Count how many lines in the data below include "enumerate". Answer with the number only.
++++++
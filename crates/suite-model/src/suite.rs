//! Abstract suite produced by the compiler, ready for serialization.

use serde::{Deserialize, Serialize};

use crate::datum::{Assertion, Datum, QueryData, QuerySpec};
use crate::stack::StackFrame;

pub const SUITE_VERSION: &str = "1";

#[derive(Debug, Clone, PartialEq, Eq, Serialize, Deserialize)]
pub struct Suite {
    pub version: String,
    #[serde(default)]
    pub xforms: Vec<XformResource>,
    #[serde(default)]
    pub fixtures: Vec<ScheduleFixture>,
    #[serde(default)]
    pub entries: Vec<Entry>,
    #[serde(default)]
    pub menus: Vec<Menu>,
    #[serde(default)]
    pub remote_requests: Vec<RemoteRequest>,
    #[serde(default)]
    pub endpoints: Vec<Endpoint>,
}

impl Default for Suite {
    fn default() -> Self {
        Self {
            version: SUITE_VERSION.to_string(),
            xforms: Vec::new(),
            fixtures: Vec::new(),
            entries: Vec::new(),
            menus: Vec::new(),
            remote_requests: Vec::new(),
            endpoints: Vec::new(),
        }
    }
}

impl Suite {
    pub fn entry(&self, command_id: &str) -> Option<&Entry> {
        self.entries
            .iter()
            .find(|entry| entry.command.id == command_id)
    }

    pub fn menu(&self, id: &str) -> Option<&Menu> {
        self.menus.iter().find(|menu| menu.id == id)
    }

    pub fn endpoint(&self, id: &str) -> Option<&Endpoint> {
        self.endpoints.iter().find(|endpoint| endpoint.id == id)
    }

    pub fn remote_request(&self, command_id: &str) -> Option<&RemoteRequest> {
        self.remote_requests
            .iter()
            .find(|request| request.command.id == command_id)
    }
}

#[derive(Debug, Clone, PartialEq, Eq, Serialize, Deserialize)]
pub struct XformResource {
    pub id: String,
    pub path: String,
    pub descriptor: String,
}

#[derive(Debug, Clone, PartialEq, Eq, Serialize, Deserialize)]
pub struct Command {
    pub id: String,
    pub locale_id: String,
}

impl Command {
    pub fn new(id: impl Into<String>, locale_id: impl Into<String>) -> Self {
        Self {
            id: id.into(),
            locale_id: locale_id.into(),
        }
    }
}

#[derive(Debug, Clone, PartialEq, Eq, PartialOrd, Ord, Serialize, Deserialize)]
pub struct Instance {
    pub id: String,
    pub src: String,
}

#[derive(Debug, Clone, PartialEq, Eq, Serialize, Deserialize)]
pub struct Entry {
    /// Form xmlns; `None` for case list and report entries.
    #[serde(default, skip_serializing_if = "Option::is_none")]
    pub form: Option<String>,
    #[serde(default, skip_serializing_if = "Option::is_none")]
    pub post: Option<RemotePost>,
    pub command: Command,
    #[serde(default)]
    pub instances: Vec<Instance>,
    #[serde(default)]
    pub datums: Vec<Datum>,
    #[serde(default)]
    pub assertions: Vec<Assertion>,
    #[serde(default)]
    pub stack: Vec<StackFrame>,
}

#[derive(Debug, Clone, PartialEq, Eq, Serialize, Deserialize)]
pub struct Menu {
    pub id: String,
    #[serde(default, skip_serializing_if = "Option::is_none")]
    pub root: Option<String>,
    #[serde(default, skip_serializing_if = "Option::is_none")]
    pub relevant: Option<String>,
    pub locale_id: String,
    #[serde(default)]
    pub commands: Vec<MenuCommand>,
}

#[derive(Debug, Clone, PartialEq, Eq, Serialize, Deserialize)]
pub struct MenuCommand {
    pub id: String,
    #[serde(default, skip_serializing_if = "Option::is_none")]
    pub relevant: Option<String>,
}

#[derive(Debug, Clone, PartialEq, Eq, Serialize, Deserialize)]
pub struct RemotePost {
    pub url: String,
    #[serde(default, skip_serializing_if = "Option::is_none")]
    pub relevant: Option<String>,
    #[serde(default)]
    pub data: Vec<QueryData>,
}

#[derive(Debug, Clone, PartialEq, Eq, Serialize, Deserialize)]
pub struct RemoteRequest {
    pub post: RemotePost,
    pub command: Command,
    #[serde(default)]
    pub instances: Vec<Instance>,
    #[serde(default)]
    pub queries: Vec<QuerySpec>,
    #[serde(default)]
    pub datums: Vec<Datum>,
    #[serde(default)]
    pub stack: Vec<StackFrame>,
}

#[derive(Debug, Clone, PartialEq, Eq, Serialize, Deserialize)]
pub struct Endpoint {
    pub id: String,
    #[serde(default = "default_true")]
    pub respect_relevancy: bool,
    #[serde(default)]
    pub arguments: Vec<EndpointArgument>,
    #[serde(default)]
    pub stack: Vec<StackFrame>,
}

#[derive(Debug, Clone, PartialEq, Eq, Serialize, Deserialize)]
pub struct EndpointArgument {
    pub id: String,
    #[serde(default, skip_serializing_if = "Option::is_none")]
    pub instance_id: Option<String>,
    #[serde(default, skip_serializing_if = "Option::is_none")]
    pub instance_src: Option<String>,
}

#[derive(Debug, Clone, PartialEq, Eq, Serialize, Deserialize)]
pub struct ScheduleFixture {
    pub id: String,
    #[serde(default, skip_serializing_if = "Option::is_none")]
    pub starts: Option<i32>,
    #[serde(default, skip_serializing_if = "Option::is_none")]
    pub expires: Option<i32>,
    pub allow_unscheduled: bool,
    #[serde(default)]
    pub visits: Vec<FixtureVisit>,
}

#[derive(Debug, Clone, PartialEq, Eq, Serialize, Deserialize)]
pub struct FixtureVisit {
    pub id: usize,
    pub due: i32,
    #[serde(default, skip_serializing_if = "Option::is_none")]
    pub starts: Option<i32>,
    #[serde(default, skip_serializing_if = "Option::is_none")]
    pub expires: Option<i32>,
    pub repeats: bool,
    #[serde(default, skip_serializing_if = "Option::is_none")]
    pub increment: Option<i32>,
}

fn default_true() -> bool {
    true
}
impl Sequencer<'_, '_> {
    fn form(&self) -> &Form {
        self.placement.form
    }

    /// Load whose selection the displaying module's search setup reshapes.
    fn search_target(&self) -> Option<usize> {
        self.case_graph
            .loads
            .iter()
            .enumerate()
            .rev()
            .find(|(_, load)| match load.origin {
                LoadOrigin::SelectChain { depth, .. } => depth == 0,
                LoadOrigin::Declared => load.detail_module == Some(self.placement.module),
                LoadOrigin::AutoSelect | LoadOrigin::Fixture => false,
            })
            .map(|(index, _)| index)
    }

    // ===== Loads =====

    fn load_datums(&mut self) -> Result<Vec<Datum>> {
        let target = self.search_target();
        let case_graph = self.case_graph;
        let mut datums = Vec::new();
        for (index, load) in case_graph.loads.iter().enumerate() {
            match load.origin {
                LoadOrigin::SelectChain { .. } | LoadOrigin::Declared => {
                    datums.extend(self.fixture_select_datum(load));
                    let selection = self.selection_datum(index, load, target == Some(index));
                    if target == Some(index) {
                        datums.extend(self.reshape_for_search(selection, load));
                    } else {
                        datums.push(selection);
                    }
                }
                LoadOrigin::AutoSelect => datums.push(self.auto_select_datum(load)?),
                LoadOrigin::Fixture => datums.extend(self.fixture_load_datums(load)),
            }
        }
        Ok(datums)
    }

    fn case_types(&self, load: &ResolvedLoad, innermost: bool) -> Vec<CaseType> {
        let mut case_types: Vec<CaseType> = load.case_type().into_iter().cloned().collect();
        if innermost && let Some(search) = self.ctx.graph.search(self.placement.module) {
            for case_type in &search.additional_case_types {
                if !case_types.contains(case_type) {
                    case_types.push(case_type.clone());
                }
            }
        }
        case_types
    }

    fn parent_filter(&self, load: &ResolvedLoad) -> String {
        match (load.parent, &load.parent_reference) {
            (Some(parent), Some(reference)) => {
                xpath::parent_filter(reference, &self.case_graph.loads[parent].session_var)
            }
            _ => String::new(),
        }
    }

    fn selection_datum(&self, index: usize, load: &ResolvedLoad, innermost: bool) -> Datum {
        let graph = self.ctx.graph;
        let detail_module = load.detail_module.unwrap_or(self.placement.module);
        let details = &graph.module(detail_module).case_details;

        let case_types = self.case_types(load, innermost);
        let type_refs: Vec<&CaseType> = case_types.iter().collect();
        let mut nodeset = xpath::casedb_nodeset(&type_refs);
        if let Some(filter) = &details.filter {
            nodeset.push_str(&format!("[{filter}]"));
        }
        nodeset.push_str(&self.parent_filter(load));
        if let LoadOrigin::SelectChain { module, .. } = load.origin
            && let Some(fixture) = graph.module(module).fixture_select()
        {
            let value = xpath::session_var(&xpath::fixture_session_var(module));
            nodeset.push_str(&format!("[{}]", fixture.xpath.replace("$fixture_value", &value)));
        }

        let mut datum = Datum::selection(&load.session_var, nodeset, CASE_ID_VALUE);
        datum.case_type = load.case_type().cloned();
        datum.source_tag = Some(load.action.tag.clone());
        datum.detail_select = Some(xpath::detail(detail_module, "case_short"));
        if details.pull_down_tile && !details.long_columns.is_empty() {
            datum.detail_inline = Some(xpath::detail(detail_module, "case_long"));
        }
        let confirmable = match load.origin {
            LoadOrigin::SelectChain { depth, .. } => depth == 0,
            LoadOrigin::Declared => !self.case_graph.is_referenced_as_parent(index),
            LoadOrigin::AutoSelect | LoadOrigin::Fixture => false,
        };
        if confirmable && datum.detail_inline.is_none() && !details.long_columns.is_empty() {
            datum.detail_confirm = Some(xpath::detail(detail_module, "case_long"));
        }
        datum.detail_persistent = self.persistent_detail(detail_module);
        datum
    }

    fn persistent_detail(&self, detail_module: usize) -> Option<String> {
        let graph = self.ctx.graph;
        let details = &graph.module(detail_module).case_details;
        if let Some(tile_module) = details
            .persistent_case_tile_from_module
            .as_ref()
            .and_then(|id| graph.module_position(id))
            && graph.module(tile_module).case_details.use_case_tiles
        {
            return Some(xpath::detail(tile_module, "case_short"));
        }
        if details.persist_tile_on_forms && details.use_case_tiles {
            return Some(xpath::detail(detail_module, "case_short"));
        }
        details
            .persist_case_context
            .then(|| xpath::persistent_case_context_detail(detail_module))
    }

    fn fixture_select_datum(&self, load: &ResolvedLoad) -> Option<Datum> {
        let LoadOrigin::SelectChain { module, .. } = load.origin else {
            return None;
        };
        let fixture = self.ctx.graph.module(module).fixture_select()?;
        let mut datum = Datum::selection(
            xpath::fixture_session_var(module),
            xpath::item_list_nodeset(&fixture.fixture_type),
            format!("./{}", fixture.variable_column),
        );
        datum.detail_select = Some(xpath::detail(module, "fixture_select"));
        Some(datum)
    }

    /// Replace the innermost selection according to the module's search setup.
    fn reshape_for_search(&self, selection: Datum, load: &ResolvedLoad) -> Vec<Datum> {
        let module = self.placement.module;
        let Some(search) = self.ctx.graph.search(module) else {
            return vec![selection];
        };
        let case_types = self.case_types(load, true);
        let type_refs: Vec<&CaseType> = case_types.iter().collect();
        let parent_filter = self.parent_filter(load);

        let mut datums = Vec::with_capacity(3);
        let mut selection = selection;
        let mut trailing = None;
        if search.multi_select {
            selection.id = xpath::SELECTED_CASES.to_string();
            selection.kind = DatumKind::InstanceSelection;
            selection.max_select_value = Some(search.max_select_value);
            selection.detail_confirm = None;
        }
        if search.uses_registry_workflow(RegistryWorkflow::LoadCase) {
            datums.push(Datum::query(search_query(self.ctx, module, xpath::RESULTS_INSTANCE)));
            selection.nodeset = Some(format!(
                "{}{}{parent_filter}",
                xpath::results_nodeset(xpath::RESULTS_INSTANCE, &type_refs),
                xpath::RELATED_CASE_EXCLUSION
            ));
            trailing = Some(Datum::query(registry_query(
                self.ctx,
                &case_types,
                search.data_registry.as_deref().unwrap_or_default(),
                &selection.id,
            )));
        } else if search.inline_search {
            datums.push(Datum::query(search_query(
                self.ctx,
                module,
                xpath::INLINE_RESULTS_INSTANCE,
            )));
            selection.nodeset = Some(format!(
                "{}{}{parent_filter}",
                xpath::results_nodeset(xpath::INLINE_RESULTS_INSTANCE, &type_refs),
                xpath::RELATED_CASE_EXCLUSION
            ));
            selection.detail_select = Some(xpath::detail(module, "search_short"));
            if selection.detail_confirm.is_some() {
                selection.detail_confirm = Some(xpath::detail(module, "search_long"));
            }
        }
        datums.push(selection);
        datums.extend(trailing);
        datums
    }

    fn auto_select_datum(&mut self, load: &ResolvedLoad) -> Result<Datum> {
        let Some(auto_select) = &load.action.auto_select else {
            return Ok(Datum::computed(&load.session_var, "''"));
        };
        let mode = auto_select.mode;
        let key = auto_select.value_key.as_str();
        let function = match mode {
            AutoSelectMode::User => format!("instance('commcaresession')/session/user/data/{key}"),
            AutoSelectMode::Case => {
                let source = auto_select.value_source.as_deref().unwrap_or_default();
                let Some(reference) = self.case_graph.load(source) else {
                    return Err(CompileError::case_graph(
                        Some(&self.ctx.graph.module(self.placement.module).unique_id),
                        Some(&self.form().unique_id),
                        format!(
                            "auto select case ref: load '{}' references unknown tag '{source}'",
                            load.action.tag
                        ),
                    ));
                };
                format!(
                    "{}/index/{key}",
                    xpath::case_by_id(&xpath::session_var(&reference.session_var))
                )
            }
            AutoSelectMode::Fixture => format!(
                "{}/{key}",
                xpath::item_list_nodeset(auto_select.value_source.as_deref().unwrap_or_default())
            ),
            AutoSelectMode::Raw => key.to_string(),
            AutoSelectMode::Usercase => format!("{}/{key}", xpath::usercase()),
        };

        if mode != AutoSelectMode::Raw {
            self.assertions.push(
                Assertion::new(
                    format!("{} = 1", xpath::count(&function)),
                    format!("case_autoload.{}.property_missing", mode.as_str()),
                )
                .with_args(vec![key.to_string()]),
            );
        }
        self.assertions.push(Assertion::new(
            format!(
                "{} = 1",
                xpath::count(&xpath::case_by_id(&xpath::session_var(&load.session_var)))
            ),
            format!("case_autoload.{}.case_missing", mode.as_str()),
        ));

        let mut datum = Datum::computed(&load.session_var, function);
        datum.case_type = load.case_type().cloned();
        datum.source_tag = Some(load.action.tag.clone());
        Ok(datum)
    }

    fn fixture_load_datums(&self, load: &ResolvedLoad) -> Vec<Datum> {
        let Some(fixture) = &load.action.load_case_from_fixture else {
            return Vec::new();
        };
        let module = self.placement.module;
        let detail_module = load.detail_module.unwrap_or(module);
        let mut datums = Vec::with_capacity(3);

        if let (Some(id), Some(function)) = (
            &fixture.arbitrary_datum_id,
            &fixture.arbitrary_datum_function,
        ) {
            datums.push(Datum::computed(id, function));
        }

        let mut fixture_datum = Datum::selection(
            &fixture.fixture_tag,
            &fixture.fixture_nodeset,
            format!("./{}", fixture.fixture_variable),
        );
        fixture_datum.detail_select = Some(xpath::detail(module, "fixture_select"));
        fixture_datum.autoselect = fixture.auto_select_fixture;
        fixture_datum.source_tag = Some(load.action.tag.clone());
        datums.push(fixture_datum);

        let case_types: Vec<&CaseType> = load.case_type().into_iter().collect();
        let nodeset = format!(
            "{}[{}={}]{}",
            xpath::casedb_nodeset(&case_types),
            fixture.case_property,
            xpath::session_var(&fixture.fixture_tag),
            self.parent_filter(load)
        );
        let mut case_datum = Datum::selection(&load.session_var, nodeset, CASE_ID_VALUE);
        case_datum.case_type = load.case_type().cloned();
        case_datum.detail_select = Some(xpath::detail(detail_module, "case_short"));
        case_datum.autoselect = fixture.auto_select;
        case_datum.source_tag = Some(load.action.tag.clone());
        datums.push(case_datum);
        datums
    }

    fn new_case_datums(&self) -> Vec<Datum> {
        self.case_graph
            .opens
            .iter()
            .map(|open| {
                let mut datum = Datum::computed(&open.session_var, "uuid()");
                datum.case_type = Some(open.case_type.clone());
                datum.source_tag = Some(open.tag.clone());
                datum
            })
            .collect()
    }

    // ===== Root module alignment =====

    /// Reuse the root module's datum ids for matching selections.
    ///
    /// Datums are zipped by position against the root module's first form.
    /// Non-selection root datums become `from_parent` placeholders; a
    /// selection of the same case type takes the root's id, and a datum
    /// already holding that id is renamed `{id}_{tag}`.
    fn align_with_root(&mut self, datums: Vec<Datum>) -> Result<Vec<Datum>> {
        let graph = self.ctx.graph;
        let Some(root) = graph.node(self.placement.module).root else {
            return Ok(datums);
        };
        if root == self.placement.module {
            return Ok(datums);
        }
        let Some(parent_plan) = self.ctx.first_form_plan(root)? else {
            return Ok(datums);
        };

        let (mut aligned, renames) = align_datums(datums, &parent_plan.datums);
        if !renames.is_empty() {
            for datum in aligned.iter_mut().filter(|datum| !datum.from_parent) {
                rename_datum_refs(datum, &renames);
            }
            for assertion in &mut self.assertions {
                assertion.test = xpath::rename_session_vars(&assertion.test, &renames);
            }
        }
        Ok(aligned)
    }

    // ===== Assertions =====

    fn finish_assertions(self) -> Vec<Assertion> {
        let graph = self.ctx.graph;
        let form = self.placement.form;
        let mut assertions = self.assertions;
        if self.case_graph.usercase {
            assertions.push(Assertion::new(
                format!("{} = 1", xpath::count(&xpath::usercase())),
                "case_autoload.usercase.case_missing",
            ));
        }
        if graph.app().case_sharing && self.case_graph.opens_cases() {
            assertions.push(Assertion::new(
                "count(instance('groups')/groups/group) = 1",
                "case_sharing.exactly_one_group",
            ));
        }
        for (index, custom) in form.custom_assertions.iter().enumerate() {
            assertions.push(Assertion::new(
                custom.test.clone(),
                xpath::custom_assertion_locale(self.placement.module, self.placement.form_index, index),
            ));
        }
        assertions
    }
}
++++++
**Response to the exercise:**
3